Dataset entries:

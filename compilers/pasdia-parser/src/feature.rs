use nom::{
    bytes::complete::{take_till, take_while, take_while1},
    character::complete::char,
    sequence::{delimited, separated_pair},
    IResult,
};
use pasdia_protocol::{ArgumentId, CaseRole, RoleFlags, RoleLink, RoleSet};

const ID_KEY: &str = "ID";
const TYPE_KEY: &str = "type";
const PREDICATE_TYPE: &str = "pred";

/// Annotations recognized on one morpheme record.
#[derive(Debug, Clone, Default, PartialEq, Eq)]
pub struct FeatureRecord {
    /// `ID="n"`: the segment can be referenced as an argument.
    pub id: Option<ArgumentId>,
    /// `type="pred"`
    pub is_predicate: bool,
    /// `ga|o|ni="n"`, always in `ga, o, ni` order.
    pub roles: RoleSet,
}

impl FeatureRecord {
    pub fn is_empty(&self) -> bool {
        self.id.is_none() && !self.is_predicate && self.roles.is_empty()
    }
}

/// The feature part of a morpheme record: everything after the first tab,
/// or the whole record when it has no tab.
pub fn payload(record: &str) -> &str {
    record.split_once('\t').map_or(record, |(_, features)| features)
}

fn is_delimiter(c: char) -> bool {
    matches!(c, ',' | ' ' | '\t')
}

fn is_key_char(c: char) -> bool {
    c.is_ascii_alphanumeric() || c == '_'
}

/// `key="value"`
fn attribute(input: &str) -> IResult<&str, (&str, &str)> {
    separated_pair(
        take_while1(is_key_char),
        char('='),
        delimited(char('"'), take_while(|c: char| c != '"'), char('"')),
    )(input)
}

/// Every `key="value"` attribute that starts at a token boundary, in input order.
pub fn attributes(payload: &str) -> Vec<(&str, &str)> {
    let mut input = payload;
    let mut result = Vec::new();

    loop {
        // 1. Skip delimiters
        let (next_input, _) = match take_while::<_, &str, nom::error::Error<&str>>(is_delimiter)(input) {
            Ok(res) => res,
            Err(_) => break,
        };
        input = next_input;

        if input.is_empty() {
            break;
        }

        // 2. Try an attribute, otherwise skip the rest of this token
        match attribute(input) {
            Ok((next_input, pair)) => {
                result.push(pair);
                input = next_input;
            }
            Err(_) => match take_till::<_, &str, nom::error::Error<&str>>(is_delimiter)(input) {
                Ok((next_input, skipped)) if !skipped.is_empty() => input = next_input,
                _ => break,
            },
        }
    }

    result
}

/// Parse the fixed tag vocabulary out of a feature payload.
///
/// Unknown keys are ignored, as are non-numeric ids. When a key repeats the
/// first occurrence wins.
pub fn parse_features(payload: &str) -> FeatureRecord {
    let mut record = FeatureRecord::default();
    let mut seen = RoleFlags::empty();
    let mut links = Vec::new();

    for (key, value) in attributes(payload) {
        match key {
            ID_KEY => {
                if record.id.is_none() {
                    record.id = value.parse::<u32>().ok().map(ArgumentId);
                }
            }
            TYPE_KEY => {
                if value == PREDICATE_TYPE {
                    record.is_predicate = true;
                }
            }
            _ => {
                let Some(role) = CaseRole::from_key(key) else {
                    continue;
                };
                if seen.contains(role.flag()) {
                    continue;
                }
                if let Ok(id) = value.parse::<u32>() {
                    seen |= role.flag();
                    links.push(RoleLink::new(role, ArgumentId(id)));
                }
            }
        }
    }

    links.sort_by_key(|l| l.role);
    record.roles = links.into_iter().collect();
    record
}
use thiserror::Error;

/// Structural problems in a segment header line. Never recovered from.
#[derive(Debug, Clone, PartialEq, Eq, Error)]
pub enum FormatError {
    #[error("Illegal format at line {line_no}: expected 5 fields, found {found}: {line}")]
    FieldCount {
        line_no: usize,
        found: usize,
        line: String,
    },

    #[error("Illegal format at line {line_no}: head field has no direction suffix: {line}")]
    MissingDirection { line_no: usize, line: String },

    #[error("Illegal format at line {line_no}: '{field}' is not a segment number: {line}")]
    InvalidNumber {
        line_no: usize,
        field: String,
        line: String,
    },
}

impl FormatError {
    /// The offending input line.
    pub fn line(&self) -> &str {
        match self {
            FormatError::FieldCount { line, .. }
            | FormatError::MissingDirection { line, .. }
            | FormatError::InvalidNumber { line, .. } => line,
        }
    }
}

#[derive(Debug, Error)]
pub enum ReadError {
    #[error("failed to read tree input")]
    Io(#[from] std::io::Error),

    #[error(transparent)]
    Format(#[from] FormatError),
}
* * *
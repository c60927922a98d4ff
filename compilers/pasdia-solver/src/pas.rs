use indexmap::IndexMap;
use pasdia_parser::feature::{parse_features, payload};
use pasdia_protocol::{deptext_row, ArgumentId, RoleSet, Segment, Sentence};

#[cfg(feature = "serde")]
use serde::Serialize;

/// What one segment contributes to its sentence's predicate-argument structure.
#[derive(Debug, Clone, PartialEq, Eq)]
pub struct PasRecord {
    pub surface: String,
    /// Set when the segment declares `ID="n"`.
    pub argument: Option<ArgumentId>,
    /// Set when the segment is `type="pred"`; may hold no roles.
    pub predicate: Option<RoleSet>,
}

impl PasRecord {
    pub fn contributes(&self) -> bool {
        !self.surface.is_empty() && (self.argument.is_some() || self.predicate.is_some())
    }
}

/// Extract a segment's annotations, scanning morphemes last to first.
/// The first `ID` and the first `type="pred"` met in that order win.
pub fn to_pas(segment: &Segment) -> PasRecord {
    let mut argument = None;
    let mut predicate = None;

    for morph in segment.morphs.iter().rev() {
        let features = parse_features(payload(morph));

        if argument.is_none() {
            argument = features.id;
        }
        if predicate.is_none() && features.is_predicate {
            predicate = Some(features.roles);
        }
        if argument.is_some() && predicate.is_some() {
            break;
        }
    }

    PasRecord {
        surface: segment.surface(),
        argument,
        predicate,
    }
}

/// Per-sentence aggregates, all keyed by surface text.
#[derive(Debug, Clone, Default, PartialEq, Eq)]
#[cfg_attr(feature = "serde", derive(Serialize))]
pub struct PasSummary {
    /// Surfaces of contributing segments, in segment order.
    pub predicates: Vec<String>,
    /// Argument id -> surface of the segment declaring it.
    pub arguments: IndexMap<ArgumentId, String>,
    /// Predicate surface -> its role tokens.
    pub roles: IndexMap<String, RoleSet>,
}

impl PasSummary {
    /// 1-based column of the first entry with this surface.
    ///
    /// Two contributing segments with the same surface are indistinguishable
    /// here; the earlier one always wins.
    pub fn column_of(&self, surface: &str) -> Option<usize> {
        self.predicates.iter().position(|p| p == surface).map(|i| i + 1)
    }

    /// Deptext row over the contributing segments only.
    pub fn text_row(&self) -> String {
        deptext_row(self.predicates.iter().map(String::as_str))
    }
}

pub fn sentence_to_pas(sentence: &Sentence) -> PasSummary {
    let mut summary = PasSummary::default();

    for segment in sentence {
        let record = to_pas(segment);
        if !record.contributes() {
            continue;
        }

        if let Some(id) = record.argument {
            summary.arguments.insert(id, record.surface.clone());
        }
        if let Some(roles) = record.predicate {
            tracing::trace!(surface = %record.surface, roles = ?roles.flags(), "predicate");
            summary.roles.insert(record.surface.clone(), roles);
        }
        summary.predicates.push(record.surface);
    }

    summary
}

◆ Exercise instructions ◆
Which of the lines above hold the string "derive"? Pick each of them out.

◆ Response to the exercise ◆
#[derive(Debug, Clone, Default, PartialEq, Eq)]
#[derive(Debug, Clone, PartialEq, Eq, Error)]
#[derive(Debug, Error)]
#[derive(Debug, Clone, PartialEq, Eq)]
#[derive(Debug, Clone, Default, PartialEq, Eq)]
#[cfg_attr(feature = "serde", derive(Serialize))]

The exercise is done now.